Les forces de police avaient reçu de France quelques officiers réservistes au titre de la relève des officiers d’active susceptibles de rejoindre en métropole des unités combattantes. Une liste avait été dressée en tête de laquelle j’avais réussi à me placer. Et en effet en avril je suis désigné ; je dois partir le 10 mai sur le Brazza avec une compagnie de tirailleurs du Tchad commandée par un capitaine Dio.
La vie « paisible » du Cameroun continue. À la motorisée – qui n’a aucun moteur – on ripatonne le matin, on joue aux boules le soir. Chaque matin La Marseillaise prélude à la diffusion du journal parlé dont l’optimisme endort la conscience des auditeurs.

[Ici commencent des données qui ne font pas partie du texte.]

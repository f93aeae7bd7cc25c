//! State Module - Runtime state management systems
//!
//! - **Filters** - signal-backed filter state and the visible derived
//! - **Keyboard** - Event types, dispatch, handler registry
//! - **Focus** - Focus ring over the screen's controls
//! - **Global keys** - Ctrl+C, Tab/Shift+Tab, and the routing chain
//! - **Filter keys** - bindings that emit filter transitions
//! - **Mouse** - HitGrid and click dispatch
//! - **Input** - crossterm event conversion and polling

pub mod filter_keys;
pub mod filters;
pub mod focus;
pub mod global_keys;
pub mod input;
pub mod keyboard;
pub mod mouse;

pub use filters::FilterStore;
pub use keyboard::{KeyState, KeyboardEvent, Modifiers};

Début mai je suis averti de la remise de mon départ pour la France: le Brazza a été torpillé au large des côtes marocaines.
Le 10 mai la nouvelle de la ruée allemande à travers les Ardennes nous réveille brutalement. Quelques jours plus tard la compagnie motorisée est ramenée à Yaoundé et devient compagnie portée, bien qu’elle ne possède aucun moyen de transport (…).
Le 20 mai le communiqué annonce que le colonel de Gaulle à la tête de ses chars a repoussé les Allemands à Montcornet et que son action s’amplifie ; le 30 mai, nouveau communiqué d’espoir: le colonel de Gaulle a stoppé l’avance ennemie sur la Somme.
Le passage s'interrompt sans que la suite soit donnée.